Fortunately, she agreed to become an organ donor herself, so her legacy lives on.
Just putting that “organ donor” sticker on your health card, though, isn’t enough.
Switenky said medical personnel involved with organ donations have a hard task, but they’re “good at it.
“It doesn’t happen in 30 seconds,” he said.
When an organ donor dies, it can be hard on the family as they’re often asked to keep their loved one alive and on life support so their organs can be donated.
“Almost none of us realize the process that needs to happen before our final wish can be realized,” the foundation writes on their website.
“It is time that this changed.”
In 2018, another local family relayed what it was like to go through the process of organ donation.
They were faced with the tough choice to leave their loved one on life support so he could donate his organs. They went through the process for 48 hours, each time seeing their loved one, saying goodbye again, and being asked if they wanted to go forward with the organ donation process.
“It was so difficult for me to watch my sister having to go into that room and say goodbye to her husband 15 times. I think something needs to be changed,” the family member said.

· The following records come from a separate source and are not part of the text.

//! Logarithm tables
//!
//! The interval `[OFF, 2*OFF)` with `OFF = 0x1.69009p-1` is split into 128
//! subintervals by the top mantissa bits. Row `i` holds `1/c` for a point `c`
//! near the centre of subinterval `i`, and `-log(1/c)` in base e, 2 and 10.
//! The subinterval containing 1.0 uses `c = 1` so that `log(1) = 0` exactly.
//!
//! Columns are indexed with [`INVC`], [`LOGC`], [`LOG2C`] and [`LOG10C`].

#![allow(clippy::excessive_precision)]

/// Number of rows
pub const LOG_TABLE_LEN: usize = 128;

/// Bits of `OFF`, the bottom of the reduced interval
pub const LOG_OFF: u64 = 0x3fe6_9009_0000_0000;

/// Column of `1/c`
pub const INVC: usize = 0;

/// Column of `log(c)`
pub const LOGC: usize = 1;

/// Column of `log2(c)`
pub const LOG2C: usize = 2;

/// Column of `log10(c)`
pub const LOG10C: usize = 3;

/// `[invc, logc, log2c, log10c]` per subinterval
pub static LOG_TABLE: [[f64; 4]; LOG_TABLE_LEN] = [
    [1.4143560560333055, -0.3466743434376137, -0.5001453560808826, -0.15055875437238844],
    [1.4065849158222963, -0.3411647209769617, -0.49219665107972954, -0.14816595574035704],
    [1.3988987055955229, -0.3356852881981705, -0.484291500582883, -0.14578626832056824],
    [1.3912960406332493, -0.33023571605789953, -0.47642942988114745, -0.14341954921131486],
    [1.383775566155448, -0.32481568086312756, -0.46860997198420634, -0.14106565783450398],
    [1.376335956516974, -0.31942486415578114, -0.4608326674541762, -0.13872445588555155],
    [1.368975914428561, -0.3140629526004558, -0.45309706424362317, -0.13639580728462047],
    [1.361694170202681, -0.3087296378751323, -0.4454027175378989, -0.13407957812915913],
    [1.3544894810233437, -0.3034246165647909, -0.4377491896016591, -0.1317756366476987],
    [1.3473606302389545, -0.2981475900578331, -0.4301360496294314, -0.12948385315486974],
    [1.3403064266773865, -0.2928982644452213, -0.42256287360010497, -0.12720410000759905],
    [1.3333257039824575, -0.2876763504222533, -0.41502924413522047, -0.12493625156245082],
    [1.3264173199710323, -0.2824815631928864, -0.40753475036093956, -0.12268018413407529],
    [1.3195801560100098, -0.2773136223765349, -0.4000789877735816, -0.12043577595473125],
    [1.31281311641248, -0.2721722519172636, -0.3926615581086178, -0.11820290713484932],
    [1.3061151278523655, -0.26705717999530315, -0.38528206921301517, -0.11598145962460366],
    [1.299485138796889, -0.2619681389408172, -0.3779401349208279, -0.1137713171764613],
    [1.292922118956243, -0.2569048651498528, -0.3706353749319405, -0.11157236530868009],
    [1.2864250587498474, -0.2518670990024074, -0.36336741469386274, -0.10938449126972556],
    [1.2799929687886236, -0.24685458478255065, -0.35613588528649, -0.10720758400358019],
    [1.2736248793727198, -0.24186707060053622, -0.3489404233097344, -0.10504153411591712],
    [1.2673198400041576, -0.23690430831684833, -0.3417806707739471, -0.10288623384111388],
    [1.2610769189138809, -0.2319660534681219, -0.3346562749930436, -0.10074157701008002],
    [1.2548952026027165, -0.22705206519488433, -0.3275668884802572, -0.09860745901887565],
    [1.2487737953957707, -0.2221621061710635, -0.3205121688464407, -0.09648377679809725],
    [1.2427118190098017, -0.21729594253520992, -0.3134917787008405, -0.09437042878300778],
    [1.2367084121331349, -0.21245334382338626, -0.30650538555427725, -0.09226731488439097],
    [1.2307627300176942, -0.20763408290367197, -0.29955266172465544, -0.09017433646010706],
    [1.2248739440827456, -0.20283793591223961, -0.29263328424474144, -0.0880913962873311],
    [1.2190412415299632, -0.19806468219095708, -0.28574693477214236, -0.08601839853545393],
    [1.2132638249694392, -0.1933141042264707, -0.2788932995014215, -0.08395524873962631],
    [1.207540912056281, -0.18858598759073006, -0.27207206907829384, -0.08190185377492919],
    [1.201871735137443, -0.18388012088291114, -0.26528293851583906, -0.07985812183115122],
    [1.1962555409084608, -0.17919629567269957, -0.2585256071126761, -0.07782396238815698],
    [1.1906915900797654, -0.17453430644489712, -0.25179977837304773, -0.07579928619182999],
    [1.1851791570522656, -0.16989395054531164, -0.2451051599287559, -0.07378400523057281],
    [1.179717529601901, -0.16527502812789824, -0.2384414634629027, -0.07177803271235093],
    [1.1743060085728765, -0.1606773421031149, -0.2318084046353833, -0.06978128304226383],
    [1.168943907579302, -0.15610069808745966, -0.22520570301008336, -0.06779367180062923],
    [1.1636305527149688, -0.15154490435415843, -0.21863308198373663, -0.06581511572156709],
    [1.1583652822710047, -0.14700977178496913, -0.2120902687163932, -0.06384553267206845],
    [1.1531474464611606, -0.14249511382307556, -0.20557699406345947, -0.06188484163153749],
    [1.1479764071544893, -0.13800074642703902, -0.19909299250926454, -0.05993296267179295],
    [1.1428515376151829, -0.13352648802578013, -0.19263800210211252, -0.05798981693751693],
    [1.137772222249349, -0.12907215947456332, -0.18621176439078194, -0.05605532662713938],
    [1.132737856358509, -0.12463758401195732, -0.17981402436243238, -0.05412941497414603],
    [1.1277478458996135, -0.12022258721774601, -0.17344453038188304, -0.052212006228799505],
    [1.12280160725137, -0.11582699697176392, -0.16710303413222477, -0.05030302564026173],
    [1.1178985669866954, -0.11145064341363219, -0.16078929055673136, -0.04840239943910746],
    [1.1130381616511045, -0.10709335890337308, -0.15450305780203827, -0.046510054820219415],
    [1.1082198375468528, -0.10275497798287729, -0.14824409716255169, -0.04462591992605374],
    [1.1034430505226636, -0.09843533733820403, -0.14201217302605917, -0.042749923830267135],
    [1.098707265768869, -0.09413427576269279, -0.13580705282051103, -0.0408819965216965],
    [1.0940119576178038, -0.08985163412086332, -0.1296285069619391, -0.03902206888868088],
    [1.0893566093492955, -0.08558725531308668, -0.12347630880348774, -0.03717007270371832],
    [1.0847407130011002, -0.08134098424100616, -0.11735023458552692, -0.03532594060844834],
    [1.0801637691841364, -0.07711266777368829, -0.11125006338681828, -0.03348960609895154],
    [1.0756252869023775, -0.07290215471448769, -0.10517557707671135, -0.031661003511359136],
    [1.0711247833772666, -0.0687092957686066, -0.09912656026834178, -0.029840068007764297],
    [1.0666617838765182, -0.06453394351132968, -0.09310280027280383, -0.028026735562426647],
    [1.062235821547186, -0.0603759523569226, -0.08710408705428055, -0.026220942948265116],
    [1.0578464372528655, -0.05623517852817068, -0.08113021318609735, -0.024422627723628756],
    [1.0534931794149192, -0.0521114800265491, -0.07518097380768665, -0.022631728219341795],
    [1.0491756038576046, -0.04800471660300334, -0.069256166582433, -0.020848183526013767],
    [1.044893273656996, -0.043914749729328434, -0.06335559165638208, -0.01907193348160966],
    [1.0406457589935894, -0.039841442570129476, -0.057479051617788234, -0.017302918659272543],
    [1.03643263700849, -0.035784659955353654, -0.05162635145748659, -0.015541080355394359],
    [1.0322534916630777, -0.03174426835337453, -0.0457972985300619, -0.013786360577926586],
    [1.0281079136020534, -0.02772013584461855, -0.03999170251579958, -0.012038702034926373],
    [1.0239955000197754, -0.023712132095722014, -0.03420937538340217, -0.01029804812333306],
    [1.0199158545297857, -0.019720128334200327, -0.02845013135344475, -0.008564342917967168],
    [1.0158685870374489, -0.01574399732362466, -0.02271378686256241, -0.0068375311607497555],
    [1.0118533136156056, -0.0117836133392867, -0.01700016052834196, -0.005117558250133765],
    [1.0078696563831684, -0.00783885214434661, -0.01130907311491067, -0.0034043702307452054],
    [1.0039172433865702, -0.003909590966446772, -0.005640347499197048, -0.0016979137832266345],
    [1.0, 0.0, 0.0, 0.0],
    [0.9922396115736811, 0.0077906569392197, 0.011239542131479452, 0.0033834393191043933],
    [0.9846070636797879, 0.015512637521890152, 0.02238000522393898, 0.006737052875522228],
    [0.977091042257406, 0.02317544575638686, 0.03343510066313049, 0.010064968207646947],
    [0.9696888989996791, 0.030779981607970155, 0.04440612682447204, 0.013367576165425018],
    [0.9623980652474198, 0.03832712466510619, 0.05529435268588177, 0.01664525874927364],
    [0.9552160490172054, 0.04581773475001674, 0.06610101870861508, 0.01989838937523914],
    [0.9481404321615583, 0.0532526525065321, 0.07682733768535709, 0.02312733313029826],
    [0.941168867654411, 0.06063269996625133, 0.08747449555701921, 0.026332447018238437],
    [0.9342990769954549, 0.06795868109396352, 0.09804365219961572, 0.029514080196531203],
    [0.9275288477273431, 0.075231382313235, 0.10853594218252581, 0.03267257420459186],
    [0.9208560310600625, 0.0824515730130229, 0.11895247549938243, 0.03580826318379892],
    [0.9142785395971188, 0.08962000603612878, 0.12929433827276196, 0.03892147408962685],
    [0.907794345158478, 0.09673741815027033, 0.139562593433797, 0.04201252689622988],
    [0.9014014766954962, 0.1038045305025066, 0.1497582813777734, 0.0450817347937964],
    [0.8950980182933336, 0.1108220490577185, 0.15988242059672392, 0.04812940437897862],
    [0.8888821072566009, 0.117790665021811, 0.16993600828997982, 0.051155835838686894],
    [0.88275193227422, 0.12471105525027089, 0.17992002095359533, 0.05416132312752421],
    [0.8767057316597007, 0.13158388264268484, 0.18983541494951675, 0.0571461541391231],
    [0.8707417916632413, 0.13840979652379323, 0.19968312705532698, 0.06011061087163529],
    [0.8648584448522589, 0.14518943301162515, 0.20946407499535194, 0.06305496958761063],
    [0.8590540685571314, 0.15192341537323925, 0.2191791579538864, 0.06597950096849348],
    [0.8533270833791093, 0.15861235436856666, 0.228829257071254, 0.06888447026395164],
    [0.8476759517575168, 0.16525684858282938, 0.23841523592338626, 0.07177013743624401],
    [0.842099176593508, 0.17185748474798915, 0.24793794098557462, 0.07463675729982396],
    [0.8365952999277956, 0.17841483805365546, 0.2573982020810162, 0.07748457965636488],
    [0.8311629016698941, 0.18492947244786717, 0.2667968328147502, 0.08031384942538816],
    [0.8258005983765551, 0.1914019409281391, 0.2761346309935486, 0.08312480677066299],
    [0.8205070420771838, 0.1978327858231504, 0.2854123790323075, 0.08591768722254207],
    [0.8152809191441454, 0.2042225390654335, 0.2946308443474535, 0.08869272179638905],
    [0.810120949205969, 0.21057172245540612, 0.3037907797378616, 0.09145013710724594],
    [0.8050258841015648, 0.21688084791707313, 0.3128929237537549, 0.09419015548088323],
    [0.7999945068736558, 0.22315041774571387, 0.32193800105404197, 0.09691299506136902],
    [0.7950256307997219, 0.2293809248478526, 0.33092672275252094, 0.09961886991528689],
    [0.7901180984588351, 0.23557285297379918, 0.339859786753365, 0.10230799013272704],
    [0.7852707808328434, 0.24172667694303526, 0.34873787807628553, 0.10498056192517023],
    [0.7804825764404386, 0.24784286286270726, 0.3575616691717512, 0.10763678772037814],
    [0.7757524105027118, 0.25392186833947833, 0.36633182022662564, 0.11027686625439946],
    [0.7710792341388695, 0.25996414268498025, 0.3750489794605719, 0.11290099266079655],
    [0.7664620235908464, 0.26597012711509466, 0.3837137834135543, 0.11550935855719205],
    [0.7618997794756097, 0.2719402549432862, 0.39232685722475946, 0.11810215212923271],
    [0.7573915260640092, 0.27787495176819915, 0.4008888149032408, 0.12067955821206112],
    [0.7529363105850793, 0.28377463565571825, 0.4094002595905772, 0.12324175836938422],
    [0.7485332025547511, 0.28963971731569343, 0.41786178381583217, 0.1257889309702234],
    [0.7441812931279821, 0.2954706002735092, 0.4262739697430769, 0.1283212512634265],
    [0.7398796944733547, 0.3012676810366825, 0.43463738941173985, 0.13083889145002014],
    [0.7356275391692396, 0.30703134925665976, 0.44295260497003036, 0.13334202075347742],
    [0.7314239796206636, 0.3127619878859767, 0.4512201689016726, 0.13583080548797136],
    [0.7272681874960553, 0.31845997333094117, 0.45944062424618043, 0.1383054091246845],
    [0.7231593531830843, 0.3241256755999912, 0.46761450481289224, 0.14076599235623966],
    [0.7190966852628439, 0.32975945844787297, 0.4757423353889765, 0.14321271315931589],
    [0.7150794100016572, 0.33536167951578033, 0.48382463194161013, 0.1456457268555102],
    [0.7111067708598241, 0.3409326904675919, 0.49186190181452677, 0.14806518617050454],
];
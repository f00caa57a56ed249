//! # Vela CLI
//!
//! Command-line interface for the vela kernels. Evaluates kernels at single
//! points, sweeps them over an interval into CSV, and reports the build and
//! host configuration.

use anyhow::Result;
use clap::{Parser, Subcommand};
use std::path::PathBuf;
use vela_math::{BuildConfig, HostFeatures};

mod commands;
mod kernel;

use commands::sweep::SweepParams;

/// CLI tool for evaluating vela kernels against libm
#[derive(Parser)]
#[command(name = "vela")]
#[command(about = "Evaluate vectorized elementary-function kernels")]
#[command(version)]
struct Cli {
    #[command(subcommand)]
    command: Commands,
}

#[derive(Subcommand)]
enum Commands {
    /// Evaluate a kernel at one or more points
    Eval {
        /// Kernel name (exp, log, sin, atan2, expf, ...)
        function: String,

        /// Input values; `y,x` pairs for atan2
        #[arg(required = true, allow_hyphen_values = true)]
        values: Vec<String>,
    },

    /// Evaluate a kernel over a linearly spaced grid
    Sweep {
        /// Kernel name
        function: String,

        /// First grid point
        #[arg(long, allow_hyphen_values = true)]
        start: f64,

        /// Last grid point
        #[arg(long, allow_hyphen_values = true)]
        end: f64,

        /// Number of grid points
        #[arg(long, default_value = "101")]
        steps: usize,

        /// Write CSV here instead of stdout
        #[arg(short, long)]
        output: Option<PathBuf>,

        /// Fixed y for atan2(y, x)
        #[arg(long, default_value = "1.0", allow_hyphen_values = true)]
        y: f64,
    },

    /// Print the build configuration and host features
    Info,
}

fn main() -> Result<()> {
    let cli = Cli::parse();

    match cli.command {
        Commands::Eval { function, values } => commands::eval::execute(&function, &values),

        Commands::Sweep {
            function,
            start,
            end,
            steps,
            output,
            y,
        } => {
            let params = SweepParams {
                start,
                end,
                steps,
                y,
            };
            commands::sweep::execute(&function, &params, output.as_deref())
        }

        Commands::Info => {
            print_info();
            Ok(())
        }
    }
}

fn print_info() {
    let host = HostFeatures::detect();

    println!("Build");
    println!("─────");
    println!("{}", BuildConfig::current());
    println!();
    println!("Host");
    println!("────");
    println!("{}", host);
    println!();
    println!("Kernels: {}", kernel::NAMES.join(", "));
}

“We were given the opportunity three or four times to end the process at any time if it was too emotional for my sister. There was a time she almost did, but we knew it wasn’t the right thing to do. It was the most emotional experience I’ve ever been a part of.”
It’s why Switenky’s foundation created the organ donor creed card. It functions as a vehicle by which family members can be informed, and it can help to prevent a possible veto of organ donation by family members.
It can be issued for the signee’s lifetime and can be uniquely coded in order to electronically log the donor’s intent with their medical records.
“On my last day on Earth, I Pledge as my last wish, with my own free will — my organs — for transplant, as determined by medical specialists,” the card reads.
“I have notified my immediate family and doctor’s office to release my medical records, if required, for evaluation as an organ donor by transplant specialists. No remuneration whatsoever will be made to any estate, family member or other parties for my organs. These wishes are binding by my signature and witnessed by a family member and/or my power of attorney and will not be subject to veto by any party outside the medical profession.”
The card has room for signatures from the cardholder, a witness and includes a space for a medical contact number.
While the foundation is continuing that work, along with promoting the importance of becoming an organ donor through public awareness campaigns and essay contests, Switenky was pleased to see the province stepping up as well.
“Anything that can get attention, anything that can get interaction is a good thing when it comes to organ donation,” he said Thursday.
“Messaging is the most important in order to change the psychology from where it’s been to where it can go. I know from the family standpoint if everyone is on board and acknowledges the wishes of the person who is going to give up their life and organs, they will probably respect those wishes.”
Switenky would like to see becoming an organ donor as normal as getting a driver’s license when you turn 16. The province isn’t there yet, but Thursday’s announcement, he said, is a step in the right direction.
“We’ve got to commend the province on (starting that conversation) and providing the funding they did.”